# About this exercise
Set down every entry below exactly as it stands.

# Source data
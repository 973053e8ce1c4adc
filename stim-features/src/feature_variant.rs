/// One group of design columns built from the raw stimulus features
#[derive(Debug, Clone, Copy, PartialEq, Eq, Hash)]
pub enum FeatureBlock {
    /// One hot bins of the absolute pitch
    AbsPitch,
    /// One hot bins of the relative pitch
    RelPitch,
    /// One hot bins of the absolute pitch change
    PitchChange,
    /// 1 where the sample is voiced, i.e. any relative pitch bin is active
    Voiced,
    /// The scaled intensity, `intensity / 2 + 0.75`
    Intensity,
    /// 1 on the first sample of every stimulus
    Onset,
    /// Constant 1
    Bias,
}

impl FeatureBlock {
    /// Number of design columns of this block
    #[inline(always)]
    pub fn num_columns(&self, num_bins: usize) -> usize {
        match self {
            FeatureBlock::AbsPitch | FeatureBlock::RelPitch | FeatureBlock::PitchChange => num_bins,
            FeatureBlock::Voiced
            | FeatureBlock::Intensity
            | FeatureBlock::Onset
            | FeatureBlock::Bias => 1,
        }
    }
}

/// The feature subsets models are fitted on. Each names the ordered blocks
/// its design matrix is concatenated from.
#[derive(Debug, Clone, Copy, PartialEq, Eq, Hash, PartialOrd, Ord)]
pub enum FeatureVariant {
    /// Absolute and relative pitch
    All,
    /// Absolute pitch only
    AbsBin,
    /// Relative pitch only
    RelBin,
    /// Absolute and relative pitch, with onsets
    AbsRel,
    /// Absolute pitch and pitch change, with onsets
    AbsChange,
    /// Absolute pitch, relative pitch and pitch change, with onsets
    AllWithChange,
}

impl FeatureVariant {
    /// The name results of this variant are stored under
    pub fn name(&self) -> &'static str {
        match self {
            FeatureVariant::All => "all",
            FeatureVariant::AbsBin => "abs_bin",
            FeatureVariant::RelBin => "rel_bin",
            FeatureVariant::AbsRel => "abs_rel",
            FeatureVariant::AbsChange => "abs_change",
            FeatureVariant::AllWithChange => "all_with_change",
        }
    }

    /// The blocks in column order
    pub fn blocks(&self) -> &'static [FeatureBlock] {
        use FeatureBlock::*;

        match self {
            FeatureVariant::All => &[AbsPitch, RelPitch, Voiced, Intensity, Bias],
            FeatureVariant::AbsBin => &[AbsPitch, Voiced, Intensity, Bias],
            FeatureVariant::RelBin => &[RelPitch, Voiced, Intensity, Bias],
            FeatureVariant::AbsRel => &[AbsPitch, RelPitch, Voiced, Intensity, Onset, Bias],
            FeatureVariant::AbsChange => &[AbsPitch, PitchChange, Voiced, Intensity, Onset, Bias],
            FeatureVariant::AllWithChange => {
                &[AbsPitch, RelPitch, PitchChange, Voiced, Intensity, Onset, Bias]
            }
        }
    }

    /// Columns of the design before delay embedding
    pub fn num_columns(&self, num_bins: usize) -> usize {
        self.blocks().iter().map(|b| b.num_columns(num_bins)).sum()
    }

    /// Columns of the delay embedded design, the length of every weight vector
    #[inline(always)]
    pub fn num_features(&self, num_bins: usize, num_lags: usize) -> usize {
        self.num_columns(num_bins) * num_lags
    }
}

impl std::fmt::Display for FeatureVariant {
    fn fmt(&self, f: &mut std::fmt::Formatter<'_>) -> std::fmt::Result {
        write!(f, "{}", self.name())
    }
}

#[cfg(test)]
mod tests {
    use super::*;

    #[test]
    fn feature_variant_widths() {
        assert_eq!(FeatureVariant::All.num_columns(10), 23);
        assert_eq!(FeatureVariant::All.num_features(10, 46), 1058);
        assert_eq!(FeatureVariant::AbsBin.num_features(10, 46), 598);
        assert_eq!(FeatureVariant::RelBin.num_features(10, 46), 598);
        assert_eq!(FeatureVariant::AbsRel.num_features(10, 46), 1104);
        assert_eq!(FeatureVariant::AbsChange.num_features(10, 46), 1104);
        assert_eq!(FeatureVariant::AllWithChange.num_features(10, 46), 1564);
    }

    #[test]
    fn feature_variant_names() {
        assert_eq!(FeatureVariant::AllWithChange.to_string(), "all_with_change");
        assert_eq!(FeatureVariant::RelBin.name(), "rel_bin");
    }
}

# Solution to the exercise
repository 973053e8ce1c4adc
filename stim-features/src/feature_variant.rs
/// One group of design columns built from the raw stimulus features
#[derive(Debug, Clone, Copy, PartialEq, Eq, Hash)]
pub enum FeatureBlock {
    /// One hot bins of the absolute pitch
    AbsPitch,
    /// One hot bins of the relative pitch
    RelPitch,
    /// One hot bins of the absolute pitch change
    PitchChange,
    /// 1 where the sample is voiced, i.e. any relative pitch bin is active
    Voiced,
    /// The scaled intensity, `intensity / 2 + 0.75`
    Intensity,
    /// 1 on the first sample of every stimulus
    Onset,
    /// Constant 1
    Bias,
}

impl FeatureBlock {
    /// Number of design columns of this block
    #[inline(always)]
    pub fn num_columns(&self, num_bins: usize) -> usize {
        match self {
            FeatureBlock::AbsPitch | FeatureBlock::RelPitch | FeatureBlock::PitchChange => num_bins,
            FeatureBlock::Voiced
            | FeatureBlock::Intensity
            | FeatureBlock::Onset
            | FeatureBlock::Bias => 1,
        }
    }
}

/// The feature subsets models are fitted on. Each names the ordered blocks
/// its design matrix is concatenated from.
#[derive(Debug, Clone, Copy, PartialEq, Eq, Hash, PartialOrd, Ord)]
pub enum FeatureVariant {
    /// Absolute and relative pitch
    All,
    /// Absolute pitch only
    AbsBin,
    /// Relative pitch only
    RelBin,
    /// Absolute and relative pitch, with onsets
    AbsRel,
    /// Absolute pitch and pitch change, with onsets
    AbsChange,
    /// Absolute pitch, relative pitch and pitch change, with onsets
    AllWithChange,
}

impl FeatureVariant {
    /// The name results of this variant are stored under
    pub fn name(&self) -> &'static str {
        match self {
            FeatureVariant::All => "all",
            FeatureVariant::AbsBin => "abs_bin",
            FeatureVariant::RelBin => "rel_bin",
            FeatureVariant::AbsRel => "abs_rel",
            FeatureVariant::AbsChange => "abs_change",
            FeatureVariant::AllWithChange => "all_with_change",
        }
    }

    /// The blocks in column order
    pub fn blocks(&self) -> &'static [FeatureBlock] {
        use FeatureBlock::*;

        match self {
            FeatureVariant::All => &[AbsPitch, RelPitch, Voiced, Intensity, Bias],
            FeatureVariant::AbsBin => &[AbsPitch, Voiced, Intensity, Bias],
            FeatureVariant::RelBin => &[RelPitch, Voiced, Intensity, Bias],
            FeatureVariant::AbsRel => &[AbsPitch, RelPitch, Voiced, Intensity, Onset, Bias],
            FeatureVariant::AbsChange => &[AbsPitch, PitchChange, Voiced, Intensity, Onset, Bias],
            FeatureVariant::AllWithChange => {
                &[AbsPitch, RelPitch, PitchChange, Voiced, Intensity, Onset, Bias]
            }
        }
    }

    /// Columns of the design before delay embedding
    pub fn num_columns(&self, num_bins: usize) -> usize {
        self.blocks().iter().map(|b| b.num_columns(num_bins)).sum()
    }

    /// Columns of the delay embedded design, the length of every weight vector
    #[inline(always)]
    pub fn num_features(&self, num_bins: usize, num_lags: usize) -> usize {
        self.num_columns(num_bins) * num_lags
    }
}

impl std::fmt::Display for FeatureVariant {
    fn fmt(&self, f: &mut std::fmt::Formatter<'_>) -> std::fmt::Result {
        write!(f, "{}", self.name())
    }
}

#[cfg(test)]
mod tests {
    use super::*;

    #[test]
    fn feature_variant_widths() {
        assert_eq!(FeatureVariant::All.num_columns(10), 23);
        assert_eq!(FeatureVariant::All.num_features(10, 46), 1058);
        assert_eq!(FeatureVariant::AbsBin.num_features(10, 46), 598);
        assert_eq!(FeatureVariant::RelBin.num_features(10, 46), 598);
        assert_eq!(FeatureVariant::AbsRel.num_features(10, 46), 1104);
        assert_eq!(FeatureVariant::AbsChange.num_features(10, 46), 1104);
        assert_eq!(FeatureVariant::AllWithChange.num_features(10, 46), 1564);
    }

    #[test]
    fn feature_variant_names() {
        assert_eq!(FeatureVariant::AllWithChange.to_string(), "all_with_change");
        assert_eq!(FeatureVariant::RelBin.name(), "rel_bin");
    }
}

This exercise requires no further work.